Each document is a separate text entry, and we want to identify themes in them.

Step 3: Preprocess Text Data

LDA works best with cleaned text. We will:

  • Convert text to lowercase
  • Remove stopwords (e.g., “the”, “is”, “and”)
  • Remove punctuation
  • Convert text into a document-term matrix (DTM)
# Create a corpus
corpus <- Corpus(VectorSource(documents))

# Preprocess: Convert to lowercase, remove stopwords, remove punctuation
corpus <- tm_map(corpus, content_transformer(tolower))
corpus <- tm_map(corpus, removeWords, stopwords("english"))
corpus <- tm_map(corpus, removePunctuation)

# Create a document-term matrix (DTM)
dtm <- CreateDtm(doc_vec = sapply(corpus, as.character), 
                 doc_names = paste0("doc", 1:length(documents)), 
                 ngram_window = c(1,2))  # Unigrams & bigrams

Step 4: Define Seed Words

We guide the model using seed words for each topic:

# Define seed words for topics
seed_words <- list(
  "climate_change" = c("climate", "warming", "carbon", "emissions"),
  "biodiversity" = c("biodiversity", "species", "habitat", "pollution"),
  "technology" = c("technology", "artificial", "intelligence", "data")
)

Why Seed Words?

This ensures that LDA associates documents with topics based on expert knowledge.
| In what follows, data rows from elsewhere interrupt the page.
use std::net::SocketAddr;

use clap::ValueEnum;
use comfy_table::{presets::UTF8_FULL, ContentArrangement, Table};
use poleplace_control::Exchange;
use serde::Serialize;

#[derive(Clone, Debug, Copy, Default, ValueEnum)]
pub enum OutputFormat {
    /// `Vo,V1,Vi` with six decimals, one line per session.
    #[default]
    Csv,
    Json,
    Table,
    Pretty,
}

#[derive(Serialize)]
struct ExchangeOutput {
    vo: f32,
    v1: f32,
    vi: f32,
    request: [i8; 2],
    response: i8,
}

impl From<&Exchange> for ExchangeOutput {
    fn from(exchange: &Exchange) -> Self {
        Self {
            vo: exchange.state.vo,
            v1: exchange.state.v1,
            vi: exchange.vi,
            request: [exchange.request.vo, exchange.request.v1],
            response: exchange.response.vi,
        }
    }
}

/// Print one session line.
pub fn print_exchange(exchange: &Exchange, format: OutputFormat) {
    match format {
        OutputFormat::Csv => println!("{}", csv_line(exchange)),
        OutputFormat::Json => {
            println!(
                "{}",
                serde_json::to_string(&ExchangeOutput::from(exchange))
                    .unwrap_or_else(|_| "{}".to_string())
            );
        }
        OutputFormat::Table => {
            let mut table = Table::new();
            table
                .load_preset(UTF8_FULL)
                .set_content_arrangement(ContentArrangement::Dynamic)
                .set_header(vec!["VO", "V1", "VI", "RX", "TX"])
                .add_row(vec![
                    format!("{:.6}", exchange.state.vo),
                    format!("{:.6}", exchange.state.v1),
                    format!("{:.6}", exchange.vi),
                    format!("{} {}", exchange.request.vo, exchange.request.v1),
                    exchange.response.vi.to_string(),
                ]);
            println!("{table}");
        }
        OutputFormat::Pretty => {
            println!(
                "vo={:.6} v1={:.6} vi={:.6} rx=[{}, {}] tx={}",
                exchange.state.vo,
                exchange.state.v1,
                exchange.vi,
                exchange.request.vo,
                exchange.request.v1,
                exchange.response.vi
            );
        }
    }
}

/// The diagnostic line without its newline.
pub fn csv_line(exchange: &Exchange) -> String {
    format!(
        "{:.6},{:.6},{:.6}",
        exchange.state.vo, exchange.state.v1, exchange.vi
    )
}

#[derive(Serialize)]
struct ReplyOutput {
    server: String,
    request: [i8; 2],
    response: i8,
    vi: f32,
}

/// Print the controller's answer as seen by the plant.
pub fn print_reply(
    server: SocketAddr,
    request: [i8; 2],
    response: i8,
    vi: f32,
    format: OutputFormat,
) {
    match format {
        OutputFormat::Csv => println!("{response},{vi:.6}"),
        OutputFormat::Json => {
            let out = ReplyOutput {
                server: server.to_string(),
                request,
                response,
                vi,
            };
            println!(
                "{}",
                serde_json::to_string(&out).unwrap_or_else(|_| "{}".to_string())
            );
        }
        OutputFormat::Table => {
            let mut table = Table::new();
            table
                .load_preset(UTF8_FULL)
                .set_content_arrangement(ContentArrangement::Dynamic)
                .set_header(vec!["SERVER", "TX", "RX", "VI"])
                .add_row(vec![
                    server.to_string(),
                    format!("{} {}", request[0], request[1]),
                    response.to_string(),
                    format!("{vi:.6}"),
                ]);
            println!("{table}");
        }
        OutputFormat::Pretty => {
            println!(
                "server={server} tx=[{}, {}] rx={response} vi={vi:.6}",
                request[0], request[1]
            );
        }
    }
}

/// Print `(name, value)` pairs.
pub fn print_constants(constants: &[(&str, String)], format: OutputFormat) {
    match format {
        OutputFormat::Csv => {
            for (name, value) in constants {
                println!("{name},{value}");
            }
        }
        OutputFormat::Json => {
            let map: serde_json::Map<String, serde_json::Value> = constants
                .iter()
                .map(|(name, value)| (name.to_string(), serde_json::Value::from(value.as_str())))
                .collect();
            println!(
                "{}",
                serde_json::to_string(&map).unwrap_or_else(|_| "{}".to_string())
            );
        }
        OutputFormat::Table => {
            let mut table = Table::new();
            table
                .load_preset(UTF8_FULL)
                .set_content_arrangement(ContentArrangement::Dynamic)
                .set_header(vec!["NAME", "VALUE"]);
            for (name, value) in constants {
                table.add_row(vec![name.to_string(), value.clone()]);
            }
            println!("{table}");
        }
        OutputFormat::Pretty => {
            for (name, value) in constants {
                println!("{name}={value}");
            }
        }
    }
}

#[cfg(test)]
mod tests {
    use poleplace_codec::Request;
    use poleplace_control::Controller;

    use super::*;

    #[test]
    fn csv_line_matches_printf_layout() {
        let exchange = Controller::default().evaluate(Request::new(25, 0));
        assert_eq!(csv_line(&exchange), "1.000000,0.000000,-2.914500");
    }

    #[test]
    fn json_output_carries_raw_bytes() {
        let exchange = Controller::default().evaluate(Request::new(25, -1));
        let value = serde_json::to_value(ExchangeOutput::from(&exchange)).unwrap();
        assert_eq!(value["request"], serde_json::json!([25, -1]));
        assert_eq!(value["response"], -72);
    }
}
Otherwise, random words might define topics in unexpected ways.

Step 5: Fit Seeded LDA Model

We train the Seeded LDA model:

# Train Seeded LDA
lda_model <- FitLdaModel(dtm = dtm, 
                         k = length(seed_words),  # Number of topics
                         iterations = 500, 
                         burnin = 100,
                         seed_words = seed_words)

Parameters Explained

  • k = length(seed_words): Number of topics (based on how many seed word groups we define).

  • iterations = 500: Number of updates to the model.

  • burnin = 100: Initial iterations ignored for better convergence.

Step 6: View Topic Assignments

After training, check which topics dominate each document:

lda_model$theta  # Topic proportions per document
#>            t_1        t_2       t_3
#> doc1 0.5772358 0.08943089 0.3333333
#> doc2 0.1578947 0.68421053 0.1578947
#> doc3 0.3009709 0.30097087 0.3980583
#> doc4 0.3333333 0.17073171 0.4959350
#> doc5 0.2520325 0.41463415 0.3333333

Here each row = a document and each column = a topic.

4. How to Interpret Results?

Each topic is a probability distribution over words. Each document is a probability distribution over topics. Words that strongly define topics can be extracted:

get_top_terms <- function(phi, num_words = 10) {
  apply(phi, 1, function(topic) {
    names(sort(topic, decreasing = TRUE))[1:num_words]
  })
}

get_top_terms(lda_model$phi)  # Top words for each topic
#>       t_1                       t_2                      
#>  [1,] "advancing"               "advancing"              
#>  [2,] "advancing_ai"            "advancing_ai"           
#>  [3,] "ai"                      "ai"                     
#>  [4,] "ai_research"             "ai_research"            
#>  [5,] "artificial"              "artificial"             
#>  [6,] "artificial_intelligence" "artificial_intelligence"
#>  [7,] "biodiversity"            "biodiversity"           
#>  [8,] "biodiversity_threat"     "biodiversity_threat"    
#>  [9,] "carbon"                  "carbon"                 
#> [10,] "carbon_footprint"        "carbon_footprint"       
#>       t_3                      
#>  [1,] "advancing"              
#>  [2,] "advancing_ai"           
#>  [3,] "ai"                     
#>  [4,] "ai_research"            
#>  [5,] "artificial"             
#>  [6,] "artificial_intelligence"
#>  [7,] "biodiversity"           
#>  [8,] "biodiversity_threat"    
#>  [9,] "carbon"                 
#> [10,] "carbon_footprint"

5. Standard LDA vs. Seeded LDA

Feature |Standard LDA| Seeded LDA Topic Discovery |Unsupervised (random topics)| Semi-supervised (guided topics) Accuracy| Can be noisy| More aligned with domain knowledge Flexibility| Fully data-driven| Requires predefined seed words Use Case| General topic discovery| When you have expected topics

When to Use Seeded LDA?

  • You expect specific topics and want to guide LDA results.

  • You don’t want topics to be random.